BEGIN The records
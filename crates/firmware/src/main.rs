//! Crank Gurdy is [Embassy](https://embassy.dev)-based firmware for a crank-driven
//! [hurdy-gurdy](https://en.wikipedia.org/wiki/Hurdy-gurdy) emulator. The firmware runs on the [Nucleo-F767ZI
//! development board](https://www.st.com/en/evaluation-tools/nucleo-f767zi.html), which is powered by an F7-series
//! STM32 microcontroller.
//!
//! Turning the crank is the instrument's "bow": a sensor on the crank drives every string. The strings are voiced by
//! whatever sound module the board is plugged into over USB-MIDI. Two crank sensors are supported; an optical sensor
//! watching a slotted wheel is the default, and the `geared-crank` feature switches to a geared motor used as a
//! generator. Knobs set the buzz sensitivity and melody vibrato, and pushbuttons cycle the mute modes.
//!
//! All instrument logic lives in `crank_gurdy_lib`; this crate only wires it to the hardware.

#![no_std]
#![no_main]

mod analog;
mod buttons;
mod crank_sensor;
mod display;
mod led;
mod midi_out;

use crate::{
    analog::Analog,
    buttons::{Button, PRESSES, button_task},
    crank_sensor::CrankSensor,
    display::LogDisplay,
    led::{BUZZ_LED, buzz_led_task},
    midi_out::{DISCONNECTED, UsbDriver, UsbMidiSink, midi_task},
};
use crank_gurdy_lib::{
    Gurdy,
    configuration::GurdyConfig,
    crank::VelocityEstimator,
    dispatch::{CycleInput, SoundDispatcher},
    expression::VibratoKnob,
    voice::MidiTransport,
};
use defmt::*;
use embassy_executor::Spawner;
use embassy_stm32::{
    Config,
    adc::{Adc, AdcChannel},
    bind_interrupts,
    exti::ExtiInput,
    gpio::{Level, Output, Pull, Speed},
    peripherals,
    time::Hertz,
    usb,
};
use embassy_usb::{Builder, UsbDevice, class::midi::MidiClass};
use static_cell::StaticCell;

#[cfg(feature = "geared-crank")]
use crank_gurdy_lib::{configuration::GearedConfig, crank::GearedCrank};
#[cfg(not(feature = "geared-crank"))]
use crank_gurdy_lib::{configuration::OpticalConfig, crank::OpticalCrank};

use {defmt_rtt as _, panic_probe as _};

bind_interrupts!(
    #[doc(hidden)]
    struct Irqs {
        OTG_FS => usb::InterruptHandler<peripherals::USB_OTG_FS>;
    }
);

#[cfg(not(feature = "geared-crank"))]
type Crank = OpticalCrank;
#[cfg(feature = "geared-crank")]
type Crank = GearedCrank;

#[embassy_executor::main]
async fn main(spawner: Spawner) {
    info!("Initializing Crank Gurdy");

    let mut config = Config::default();
    {
        use embassy_stm32::rcc::*;
        // hse: high-speed external clock
        config.rcc.hse = Some(Hse {
            freq: Hertz(8_000_000),
            mode: HseMode::Bypass,
        });

        // pll: phase-locked loop, crucial for dividing clock
        config.rcc.pll_src = PllSource::HSE;
        config.rcc.pll = Some(Pll {
            prediv: PllPreDiv::DIV4,
            mul: PllMul::MUL216,
            divp: Some(PllPDiv::DIV2), // 8mhz / 4 * 216 / 2 = 216Mhz
            // the 48MHz clock used for USB OTG FS is derived from the main PLL VCO (PLLQ clock)
            divq: Some(PllQDiv::DIV9), // 8mhz / 4 * 216 / 9 = 48Mhz
            divr: None,
        });
        config.rcc.ahb_pre = AHBPrescaler::DIV1;
        config.rcc.apb1_pre = APBPrescaler::DIV4;
        config.rcc.apb2_pre = APBPrescaler::DIV2;
        config.rcc.sys = Sysclk::PLL1_P;
        config.rcc.mux.clk48sel = mux::Clk48sel::PLL1_Q;
    }
    let p = embassy_stm32::init(config);

    // the on-board user button has an external pull-down; the others are wired to ground
    let buttons = [
        (ExtiInput::new(p.PD0, p.EXTI0, Pull::Up), Button::MelodyMute),
        (ExtiInput::new(p.PD1, p.EXTI1, Pull::Up), Button::DroneMute),
        (ExtiInput::new(p.PE2, p.EXTI2, Pull::Up), Button::DroneToggle),
        (ExtiInput::new(p.PE3, p.EXTI3, Pull::Up), Button::TrompetteToggle),
        (ExtiInput::new(p.PC13, p.EXTI13, Pull::None), Button::ScreenType),
    ];
    for (input, button) in buttons {
        unwrap!(spawner.spawn(button_task(input, button)));
    }

    // the blue user LED doubles as the buzz indicator
    let blue_led = Output::new(p.PB7, Level::Low, Speed::Low);
    unwrap!(spawner.spawn(buzz_led_task(blue_led)));

    // Create the driver, from the HAL.
    static ENDPOINT_OUT_BUFFER: StaticCell<[u8; 256]> = StaticCell::new();
    let mut config = embassy_stm32::usb::Config::default();

    // USB devices which are self-powered (i.e., that can stay powered on if unplugged from the host)
    // need to enable vbus_detection to comply with the USB spec. Per section 6.10 of the Nucleo board
    // manual (UM1974), CN13 (the USB port) cannot power the board; external power is necessary.
    config.vbus_detection = true;

    let driver = usb::Driver::new_fs(
        p.USB_OTG_FS,
        Irqs,
        p.PA12,
        p.PA11,
        ENDPOINT_OUT_BUFFER.init([0; 256]),
        config,
    );

    // per https://pid.codes, FOSS projects can apply to be listed under the vendor ID owned by InterBiometrics
    let vendor_id = 0x1209;
    // one of the pid.codes test IDs, until a product ID is allocated
    let product_id = 0x0001;

    let mut config = embassy_usb::Config::new(vendor_id, product_id);
    config.manufacturer = Some("Crank Gurdy");
    config.product = Some("Crank Gurdy");
    config.self_powered = true;
    config.max_power = 0;

    // Create embassy-usb DeviceBuilder using the driver and config.
    // It needs some buffers for building the descriptors.
    static CONFIG_DESCRIPTOR: StaticCell<[u8; 256]> = StaticCell::new();
    static BOS_DESCRIPTOR: StaticCell<[u8; 256]> = StaticCell::new();
    static CONTROL_BUFFER: StaticCell<[u8; 64]> = StaticCell::new();

    let mut builder = Builder::new(
        driver,
        config,
        CONFIG_DESCRIPTOR.init([0; 256]),
        BOS_DESCRIPTOR.init([0; 256]),
        &mut [], // no msos descriptors
        CONTROL_BUFFER.init([0; 64]),
    );

    let class = MidiClass::new(&mut builder, 1, 1, 64);
    let usb = builder.build();

    unwrap!(spawner.spawn(usb_task(usb)));
    unwrap!(spawner.spawn(midi_task(class)));

    // per UM1974, PC0 and PC3 are on the Arduino-compatible analog header; PA3 sits beside them
    let adc = Adc::new(p.ADC1);

    #[cfg(not(feature = "geared-crank"))]
    let (crank, sensor, analog) = {
        let config = OpticalConfig::default();
        unwrap!(config.validate());
        let input = ExtiInput::new(p.PE9, p.EXTI9, Pull::None);
        (
            OpticalCrank::new(config),
            CrankSensor::new(input),
            Analog::new(adc, p.PC0.degrade_adc(), p.PC3.degrade_adc()),
        )
    };

    #[cfg(feature = "geared-crank")]
    let (crank, sensor, analog) = {
        let config = GearedConfig::default();
        unwrap!(config.validate());
        let sensor = CrankSensor::new(&config);
        (
            GearedCrank::new(config),
            sensor,
            Analog::new(
                adc,
                p.PC0.degrade_adc(),
                p.PC3.degrade_adc(),
                p.PA3.degrade_adc(),
            ),
        )
    };

    unwrap!(spawner.spawn(control_task(crank, sensor, analog)));
}

#[embassy_executor::task]
async fn usb_task(mut usb: UsbDevice<'static, UsbDriver>) -> ! {
    usb.run().await
}

/// Task which owns the instrument and runs one dispatch per crank sample.
///
/// Button presses and USB disconnects are picked up between samples, so nothing else ever touches the voices.
#[embassy_executor::task]
async fn control_task(mut crank: Crank, mut sensor: CrankSensor, mut analog: Analog) -> ! {
    let mut gurdy = Gurdy::new(&GurdyConfig::default());
    let mut dispatcher = SoundDispatcher::default();
    let mut transport = MidiTransport::new(UsbMidiSink);
    let mut display = LogDisplay;
    let vibrato_knob = VibratoKnob::default();

    gurdy.refresh_display(&mut display, true);

    loop {
        if DISCONNECTED.try_take().is_some() {
            dispatcher.silence_all(&mut gurdy, &mut transport, &mut display);
            BUZZ_LED.signal(false);
        }

        while let Ok(button) = PRESSES.try_receive() {
            info!("{} pressed", button);
            match button {
                Button::MelodyMute => gurdy.cycle_melody_mute(&mut transport, &mut display),
                Button::DroneMute => gurdy.cycle_drone_mute(&mut transport, &mut display),
                Button::DroneToggle => gurdy.toggle_drone_mute(&mut transport, &mut display),
                Button::TrompetteToggle => {
                    gurdy.toggle_trompette_mute(&mut transport, &mut display)
                }
                Button::ScreenType => gurdy.cycle_screen_type(&mut display),
            }
        }

        #[cfg(not(feature = "geared-crank"))]
        let sample = sensor.read(&crank, &mut analog).await;
        #[cfg(feature = "geared-crank")]
        let sample = sensor.read(&mut analog).await;
        crank.sample(sample);

        // no keybox is fitted, so the melody always plays at its open note
        let input = CycleInput {
            offset: 0,
            vibrato: Some(vibrato_knob.vibrato(analog.vibrato_knob())),
        };
        let transition =
            dispatcher.dispatch(&mut gurdy, &crank, input, &mut transport, &mut display);
        if let Some(lit) = transition.buzz_indicator() {
            BUZZ_LED.signal(lit);
        }
    }
}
END The records
_What the task asks_:
Transcribe the records above exactly, from the opening line down to and including the line with "on the [Nucleo-F767ZI".

_Answer to this task_:
filename crates/firmware/src/main.rs
//! Crank Gurdy is [Embassy](https://embassy.dev)-based firmware for a crank-driven
//! [hurdy-gurdy](https://en.wikipedia.org/wiki/Hurdy-gurdy) emulator. The firmware runs on the [Nucleo-F767ZI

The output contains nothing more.